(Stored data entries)
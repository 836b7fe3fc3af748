use parking_lot::RwLock;
use serde::{Deserialize, Serialize};
use std::collections::VecDeque;
use std::sync::atomic::{AtomicUsize, Ordering};
use std::sync::Arc;
use std::time::{Duration, Instant};

use crate::core::types::Stage;

const STAGES: [Stage; 2] = [Stage::Detection, Stage::Translation];

/// Latency samples kept per series; averages and percentiles cover these
pub const LATENCY_WINDOW: usize = 1024;

/// Most recent latency samples, oldest first
#[derive(Default)]
struct LatencyWindow(VecDeque<u64>);

impl LatencyWindow {
    fn record(&mut self, duration: Duration) {
        if self.0.len() == LATENCY_WINDOW {
            self.0.pop_front();
        }
        self.0.push_back(duration.as_millis() as u64);
    }

    fn avg(&self) -> u64 {
        if self.0.is_empty() {
            return 0;
        }
        self.0.iter().sum::<u64>() / self.0.len() as u64
    }

    fn percentile(&self, p: f64) -> u64 {
        if self.0.is_empty() {
            return 0;
        }
        let mut sorted: Vec<u64> = self.0.iter().copied().collect();
        sorted.sort_unstable();
        let idx = ((sorted.len() as f64 - 1.0) * p) as usize;
        sorted[idx]
    }
}

/// Pipeline metrics shared by the orchestrator, demultiplexers and workers.
///
/// Cheap to clone; every clone records into the same counters.
#[derive(Clone)]
pub struct Metrics {
    inner: Arc<MetricsInner>,
}

#[derive(Default)]
struct StageCounters {
    dispatched: AtomicUsize,
    completed: AtomicUsize,
    failed: AtomicUsize,
    timeouts: AtomicUsize,
    orphaned_results: AtomicUsize,
    dead_lettered: AtomicUsize,
    cache_hits: AtomicUsize,
    cache_misses: AtomicUsize,
    latency_ms: RwLock<LatencyWindow>,
}

struct MetricsInner {
    // Request Metrics
    requests_total: AtomicUsize,
    requests_succeeded: AtomicUsize,
    requests_failed: AtomicUsize,
    request_latency_ms: RwLock<LatencyWindow>,

    // Indexed by Stage::index
    stages: [StageCounters; 2],

    start_time: Instant,
}

impl Metrics {
    pub fn new() -> Self {
        Self {
            inner: Arc::new(MetricsInner {
                requests_total: AtomicUsize::new(0),
                requests_succeeded: AtomicUsize::new(0),
                requests_failed: AtomicUsize::new(0),
                request_latency_ms: RwLock::new(LatencyWindow::default()),
                stages: Default::default(),
                start_time: Instant::now(),
            }),
        }
    }

    fn stage(&self, stage: Stage) -> &StageCounters {
        &self.inner.stages[stage.index()]
    }

    // Request Metrics
    pub fn record_request_started(&self) {
        self.inner.requests_total.fetch_add(1, Ordering::Relaxed);
    }

    pub fn record_request_finished(&self, success: bool, duration: Duration) {
        if success {
            self.inner.requests_succeeded.fetch_add(1, Ordering::Relaxed);
        } else {
            self.inner.requests_failed.fetch_add(1, Ordering::Relaxed);
        }
        self.inner.request_latency_ms.write().record(duration);
    }

    // Stage Metrics
    pub fn record_dispatch(&self, stage: Stage) {
        self.stage(stage).dispatched.fetch_add(1, Ordering::Relaxed);
    }

    pub fn record_stage_completed(&self, stage: Stage, duration: Duration) {
        let counters = self.stage(stage);
        counters.completed.fetch_add(1, Ordering::Relaxed);
        counters.latency_ms.write().record(duration);
    }

    pub fn record_stage_failed(&self, stage: Stage) {
        self.stage(stage).failed.fetch_add(1, Ordering::Relaxed);
    }

    pub fn record_timeout(&self, stage: Stage) {
        self.stage(stage).timeouts.fetch_add(1, Ordering::Relaxed);
    }

    pub fn record_orphaned_result(&self, stage: Stage) {
        self.stage(stage)
            .orphaned_results
            .fetch_add(1, Ordering::Relaxed);
    }

    // Worker Metrics
    pub fn record_dead_letter(&self, stage: Stage) {
        self.stage(stage).dead_lettered.fetch_add(1, Ordering::Relaxed);
    }

    pub fn record_cache_hit(&self, stage: Stage) {
        self.stage(stage).cache_hits.fetch_add(1, Ordering::Relaxed);
    }

    pub fn record_cache_miss(&self, stage: Stage) {
        self.stage(stage).cache_misses.fetch_add(1, Ordering::Relaxed);
    }

    pub fn snapshot(&self) -> MetricsSnapshot {
        let request_latency = self.inner.request_latency_ms.read();
        let request_latency_avg_ms = request_latency.avg();
        let request_latency_p95_ms = request_latency.percentile(0.95);
        drop(request_latency);

        let stages = STAGES
            .iter()
            .map(|&stage| {
                let counters = self.stage(stage);
                let latency = counters.latency_ms.read();
                let cache_hits = counters.cache_hits.load(Ordering::Relaxed);
                let cache_misses = counters.cache_misses.load(Ordering::Relaxed);
                let cache_total = cache_hits + cache_misses;
                StageSnapshot {
                    stage: stage.as_str().to_string(),
                    dispatched: counters.dispatched.load(Ordering::Relaxed),
                    completed: counters.completed.load(Ordering::Relaxed),
                    failed: counters.failed.load(Ordering::Relaxed),
                    timeouts: counters.timeouts.load(Ordering::Relaxed),
                    orphaned_results: counters.orphaned_results.load(Ordering::Relaxed),
                    dead_lettered: counters.dead_lettered.load(Ordering::Relaxed),
                    cache_hits,
                    cache_misses,
                    cache_hit_rate: if cache_total > 0 {
                        cache_hits as f64 / cache_total as f64
                    } else {
                        0.0
                    },
                    latency_avg_ms: latency.avg(),
                    latency_p50_ms: latency.percentile(0.5),
                    latency_p95_ms: latency.percentile(0.95),
                }
            })
            .collect();

        MetricsSnapshot {
            requests_total: self.inner.requests_total.load(Ordering::Relaxed),
            requests_succeeded: self.inner.requests_succeeded.load(Ordering::Relaxed),
            requests_failed: self.inner.requests_failed.load(Ordering::Relaxed),
            request_latency_avg_ms,
            request_latency_p95_ms,
            stages,
            uptime_seconds: self.inner.start_time.elapsed().as_secs(),
        }
    }

    /// Generate Prometheus-format metrics
    pub fn to_prometheus(&self) -> String {
        let snapshot = self.snapshot();
        let mut out = format!(
            r#"# HELP requests_total Total number of pipeline requests
# TYPE requests_total counter
requests_total {{}} {}

# HELP requests_succeeded_total Requests that produced an artifact
# TYPE requests_succeeded_total counter
requests_succeeded_total {{}} {}

# HELP requests_failed_total Requests that ended in an error
# TYPE requests_failed_total counter
requests_failed_total {{}} {}

# HELP request_latency_avg_ms Average end-to-end request latency in milliseconds
# TYPE request_latency_avg_ms gauge
request_latency_avg_ms {{}} {}

# HELP uptime_seconds Application uptime in seconds
# TYPE uptime_seconds counter
uptime_seconds {{}} {}
"#,
            snapshot.requests_total,
            snapshot.requests_succeeded,
            snapshot.requests_failed,
            snapshot.request_latency_avg_ms,
            snapshot.uptime_seconds,
        );

        let series: [(&str, fn(&StageSnapshot) -> String); 6] = [
            ("stage_timeouts_total", |s| s.timeouts.to_string()),
            ("stage_orphaned_results_total", |s| s.orphaned_results.to_string()),
            ("stage_dead_lettered_total", |s| s.dead_lettered.to_string()),
            ("stage_cache_hits_total", |s| s.cache_hits.to_string()),
            ("stage_cache_misses_total", |s| s.cache_misses.to_string()),
            ("stage_latency_avg_ms", |s| s.latency_avg_ms.to_string()),
        ];
        for (name, value) in series {
            out.push_str(&format!("\n# TYPE {} gauge\n", name));
            for stage in &snapshot.stages {
                out.push_str(&format!("{}{{stage=\"{}\"}} {}\n", name, stage.stage, value(stage)));
            }
        }
        out
    }
}

impl Default for Metrics {
    fn default() -> Self {
        Self::new()
    }
}

#[derive(Debug, Clone, Serialize, Deserialize)]
pub struct StageSnapshot {
    pub stage: String,
    pub dispatched: usize,
    pub completed: usize,
    pub failed: usize,
    pub timeouts: usize,
    pub orphaned_results: usize,
    pub dead_lettered: usize,
    pub cache_hits: usize,
    pub cache_misses: usize,
    pub cache_hit_rate: f64,
    pub latency_avg_ms: u64,
    pub latency_p50_ms: u64,
    pub latency_p95_ms: u64,
}

#[derive(Debug, Clone, Serialize, Deserialize)]
pub struct MetricsSnapshot {
    pub requests_total: usize,
    pub requests_succeeded: usize,
    pub requests_failed: usize,
    pub request_latency_avg_ms: u64,
    pub request_latency_p95_ms: u64,
    pub stages: Vec<StageSnapshot>,
    pub uptime_seconds: u64,
}

impl MetricsSnapshot {
    pub fn stage(&self, stage: Stage) -> Option<&StageSnapshot> {
        self.stages.iter().find(|s| s.stage == stage.as_str())
    }
}

#[cfg(test)]
mod tests {
    use super::*;

    #[test]
    fn test_metrics_recording() {
        let metrics = Metrics::new();

        metrics.record_request_started();
        metrics.record_request_started();
        metrics.record_request_finished(true, Duration::from_millis(120));
        metrics.record_request_finished(false, Duration::from_millis(40));
        metrics.record_timeout(Stage::Translation);
        metrics.record_orphaned_result(Stage::Translation);
        metrics.record_cache_hit(Stage::Detection);
        metrics.record_cache_miss(Stage::Detection);
        metrics.record_dead_letter(Stage::Detection);

        let snapshot = metrics.snapshot();
        assert_eq!(snapshot.requests_total, 2);
        assert_eq!(snapshot.requests_succeeded, 1);
        assert_eq!(snapshot.requests_failed, 1);
        assert_eq!(snapshot.request_latency_avg_ms, 80);

        let detection = snapshot.stage(Stage::Detection).unwrap();
        assert_eq!(detection.cache_hit_rate, 0.5);
        assert_eq!(detection.dead_lettered, 1);
        assert_eq!(detection.timeouts, 0);

        let translation = snapshot.stage(Stage::Translation).unwrap();
        assert_eq!(translation.timeouts, 1);
        assert_eq!(translation.orphaned_results, 1);
    }

    #[test]
    fn test_prometheus_format() {
        let metrics = Metrics::new();
        metrics.record_request_started();
        metrics.record_timeout(Stage::Detection);

        let prometheus = metrics.to_prometheus();
        assert!(prometheus.contains("requests_total {} 1"));
        assert!(prometheus.contains("stage_timeouts_total{stage=\"detection\"} 1"));
        assert!(prometheus.contains("stage_timeouts_total{stage=\"translation\"} 0"));
    }

    #[test]
    fn test_latency_window_keeps_recent_samples() {
        let metrics = Metrics::new();
        for _ in 0..LATENCY_WINDOW {
            metrics.record_stage_completed(Stage::Detection, Duration::from_millis(1000));
        }
        for _ in 0..LATENCY_WINDOW {
            metrics.record_stage_completed(Stage::Detection, Duration::from_millis(10));
        }

        let stage = &metrics.inner.stages[Stage::Detection.index()];
        assert_eq!(stage.latency_ms.read().0.len(), LATENCY_WINDOW);

        let snapshot = metrics.snapshot();
        let detection = snapshot.stage(Stage::Detection).unwrap();
        assert_eq!(detection.completed, 2 * LATENCY_WINDOW);
        assert_eq!(detection.latency_avg_ms, 10);
        assert_eq!(detection.latency_p95_ms, 10);
    }
}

PROMPT: Find the word "name" in the entries. Copy each line that holds it.

SOLVED EXERCISE:
        for (name, value) in series {
            out.push_str(&format!("\n# TYPE {} gauge\n", name));
                out.push_str(&format!("{}{{stage=\"{}\"}} {}\n", name, stage.stage, value(stage)));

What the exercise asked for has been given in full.